*** Records for this task ***
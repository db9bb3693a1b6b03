//src/store/sqlite.rs
use super::push_id::PushIdGenerator;
use super::tree::{self, LeafTable};
use super::{value_children, Error, KeyPath, TreeStore};
use rusqlite::{params, Connection};
use serde_json::{Map, Value};
use std::path::Path;
use std::sync::{Arc, Mutex, PoisonError};
use tracing::{debug, info};

/// Local file-backed tree. Each scalar leaf is one row keyed by its full
/// path, so a subtree is a contiguous key range.
pub struct SqliteStore {
    conn: Arc<Mutex<Connection>>,
    ids: PushIdGenerator,
    location: String,
}

/// Leaf-row view over a connection or an open transaction.
struct Leaves<'c>(&'c Connection);

impl LeafTable for Leaves<'_> {
    fn leaves_under(&self, base: &str) -> Result<Vec<(String, Value)>, Error> {
        let (lo, hi) = tree::descendant_range(base);
        let mut stmt = self.0.prepare_cached(
            "SELECT path, value FROM nodes
             WHERE path = ?1 OR (path >= ?2 AND path < ?3)
             ORDER BY path",
        )?;
        let rows = stmt.query_map(params![base, lo, hi], |row| {
            Ok((row.get::<_, String>(0)?, row.get::<_, String>(1)?))
        })?;

        let mut leaves = Vec::new();
        for row in rows {
            let (path, text) = row?;
            leaves.push((path, serde_json::from_str(&text)?));
        }
        Ok(leaves)
    }

    fn delete_under(&mut self, base: &str) -> Result<(), Error> {
        let (lo, hi) = tree::descendant_range(base);
        self.0.execute(
            "DELETE FROM nodes WHERE path = ?1 OR (path >= ?2 AND path < ?3)",
            params![base, lo, hi],
        )?;
        Ok(())
    }

    fn delete_exact(&mut self, path: &str) -> Result<(), Error> {
        self.0
            .execute("DELETE FROM nodes WHERE path = ?1", params![path])?;
        Ok(())
    }

    fn insert_leaf(&mut self, path: &str, leaf: &Value) -> Result<(), Error> {
        self.0.execute(
            "INSERT OR REPLACE INTO nodes (path, value) VALUES (?1, ?2)",
            params![path, serde_json::to_string(leaf)?],
        )?;
        Ok(())
    }
}

fn init_schema(conn: &Connection) -> Result<(), Error> {
    conn.execute(
        "CREATE TABLE IF NOT EXISTS nodes (
            path TEXT PRIMARY KEY NOT NULL, -- slash-joined key path of a scalar leaf
            value TEXT NOT NULL             -- the leaf as JSON
        ) WITHOUT ROWID",
        [],
    )?;
    Ok(())
}

impl SqliteStore {
    /// Opens (or creates) the store file, creating parent directories.
    pub fn open<P: AsRef<Path>>(path: P) -> Result<Self, Error> {
        let path = path.as_ref();
        if let Some(parent) = path.parent() {
            if !parent.as_os_str().is_empty() && !parent.exists() {
                std::fs::create_dir_all(parent)?;
            }
        }
        let conn = Connection::open(path)?;
        init_schema(&conn)?;
        info!(path = %path.display(), "opened sqlite store");
        Ok(Self::from_connection(conn, path.display().to_string()))
    }

    pub fn open_in_memory() -> Result<Self, Error> {
        let conn = Connection::open_in_memory()?;
        init_schema(&conn)?;
        Ok(Self::from_connection(conn, ":memory:".to_string()))
    }

    fn from_connection(conn: Connection, location: String) -> Self {
        Self {
            conn: Arc::new(Mutex::new(conn)),
            ids: PushIdGenerator::new(),
            location,
        }
    }

    pub fn location(&self) -> &str {
        &self.location
    }

    async fn run<T, F>(&self, op: F) -> Result<T, Error>
    where
        T: Send + 'static,
        F: FnOnce(&mut Connection) -> Result<T, Error> + Send + 'static,
    {
        let conn = Arc::clone(&self.conn);
        tokio::task::spawn_blocking(move || {
            let mut guard = conn.lock().unwrap_or_else(PoisonError::into_inner);
            op(&mut guard)
        })
        .await?
    }

    async fn write(&self, path: KeyPath, value: Value) -> Result<(), Error> {
        self.run(move |conn| {
            let tx = conn.transaction()?;
            tree::write(&mut Leaves(&tx), &path, &value)?;
            tx.commit()?;
            Ok(())
        })
        .await
    }
}

impl TreeStore for SqliteStore {
    async fn push(&self, parent: &KeyPath, value: Value) -> Result<String, Error> {
        let id = self.ids.next_id();
        let path = parent.child(&id)?;
        debug!(%path, "sqlite push");
        self.write(path, value).await?;
        Ok(id)
    }

    async fn get(&self, path: &KeyPath) -> Result<Option<Value>, Error> {
        let path = path.clone();
        self.run(move |conn| tree::read(&Leaves(conn), &path)).await
    }

    async fn children(&self, path: &KeyPath) -> Result<Vec<(String, Value)>, Error> {
        Ok(value_children(self.get(path).await?))
    }

    async fn update(&self, path: &KeyPath, fields: Map<String, Value>) -> Result<(), Error> {
        let path = path.clone();
        debug!(%path, fields = fields.len(), "sqlite update");
        self.run(move |conn| {
            let tx = conn.transaction()?;
            tree::merge(&mut Leaves(&tx), &path, &fields)?;
            tx.commit()?;
            Ok(())
        })
        .await
    }

    async fn remove(&self, path: &KeyPath) -> Result<(), Error> {
        let path = path.clone();
        debug!(%path, "sqlite remove");
        self.run(move |conn| tree::remove(&mut Leaves(conn), &path))
            .await
    }
}

#[cfg(test)]
mod tests {
    use super::*;
    use serde_json::json;

    fn path(p: &str) -> KeyPath {
        KeyPath::parse(p).unwrap()
    }

    #[tokio::test]
    async fn documents_survive_reopen() {
        let dir = tempfile::tempdir().unwrap();
        let file = dir.path().join("nested").join("journal.sqlite");

        let id = {
            let store = SqliteStore::open(&file).unwrap();
            store
                .push(
                    &path("workoutSheets"),
                    json!({"name": "Push day", "exercises": [{"exerciseId": "e1", "sets": 3, "reps": "8"}]}),
                )
                .await
                .unwrap()
        };

        let store = SqliteStore::open(&file).unwrap();
        let sheet = store
            .get(&path("workoutSheets").child(&id).unwrap())
            .await
            .unwrap()
            .unwrap();
        assert_eq!(sheet["name"], "Push day");
        assert_eq!(sheet["exercises"][0]["sets"], 3);
    }

    #[tokio::test]
    async fn replacing_an_array_drops_stale_items() {
        let store = SqliteStore::open_in_memory().unwrap();
        let node = path("workoutSheets/s1");
        let mut fields = Map::new();
        fields.insert("exercises".into(), json!([{"sets": 1}, {"sets": 2}, {"sets": 3}]));
        store.update(&node, fields).await.unwrap();

        let mut fields = Map::new();
        fields.insert("exercises".into(), json!([{"sets": 9}]));
        store.update(&node, fields).await.unwrap();

        let sheet = store.get(&node).await.unwrap().unwrap();
        assert_eq!(sheet, json!({"exercises": [{"sets": 9}]}));
    }

    #[tokio::test]
    async fn remove_subtree_keeps_neighbours() {
        let store = SqliteStore::open_in_memory().unwrap();
        store.push(&path("exerciseDiary/a"), json!({"comment": "x"})).await.unwrap();
        store.push(&path("exerciseDiary/ab"), json!({"comment": "y"})).await.unwrap();
        store.remove(&path("exerciseDiary/a")).await.unwrap();

        assert!(store.children(&path("exerciseDiary/a")).await.unwrap().is_empty());
        assert_eq!(store.children(&path("exerciseDiary/ab")).await.unwrap().len(), 1);
    }
}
*** End of Records for this task ***
• **Exercise goal**: Return a word-for-word copy of the lines above from the one holding "struct Leaves<'c>(&'c Connection);" through the one holding "creating parent directories.", with both of them included and nothing besides.

• **Solution below**:
struct Leaves<'c>(&'c Connection);

impl LeafTable for Leaves<'_> {
    fn leaves_under(&self, base: &str) -> Result<Vec<(String, Value)>, Error> {
        let (lo, hi) = tree::descendant_range(base);
        let mut stmt = self.0.prepare_cached(
            "SELECT path, value FROM nodes
             WHERE path = ?1 OR (path >= ?2 AND path < ?3)
             ORDER BY path",
        )?;
        let rows = stmt.query_map(params![base, lo, hi], |row| {
            Ok((row.get::<_, String>(0)?, row.get::<_, String>(1)?))
        })?;

        let mut leaves = Vec::new();
        for row in rows {
            let (path, text) = row?;
            leaves.push((path, serde_json::from_str(&text)?));
        }
        Ok(leaves)
    }

    fn delete_under(&mut self, base: &str) -> Result<(), Error> {
        let (lo, hi) = tree::descendant_range(base);
        self.0.execute(
            "DELETE FROM nodes WHERE path = ?1 OR (path >= ?2 AND path < ?3)",
            params![base, lo, hi],
        )?;
        Ok(())
    }

    fn delete_exact(&mut self, path: &str) -> Result<(), Error> {
        self.0
            .execute("DELETE FROM nodes WHERE path = ?1", params![path])?;
        Ok(())
    }

    fn insert_leaf(&mut self, path: &str, leaf: &Value) -> Result<(), Error> {
        self.0.execute(
            "INSERT OR REPLACE INTO nodes (path, value) VALUES (?1, ?2)",
            params![path, serde_json::to_string(leaf)?],
        )?;
        Ok(())
    }
}

fn init_schema(conn: &Connection) -> Result<(), Error> {
    conn.execute(
        "CREATE TABLE IF NOT EXISTS nodes (
            path TEXT PRIMARY KEY NOT NULL, -- slash-joined key path of a scalar leaf
            value TEXT NOT NULL             -- the leaf as JSON
        ) WITHOUT ROWID",
        [],
    )?;
    Ok(())
}

impl SqliteStore {
    /// Opens (or creates) the store file, creating parent directories.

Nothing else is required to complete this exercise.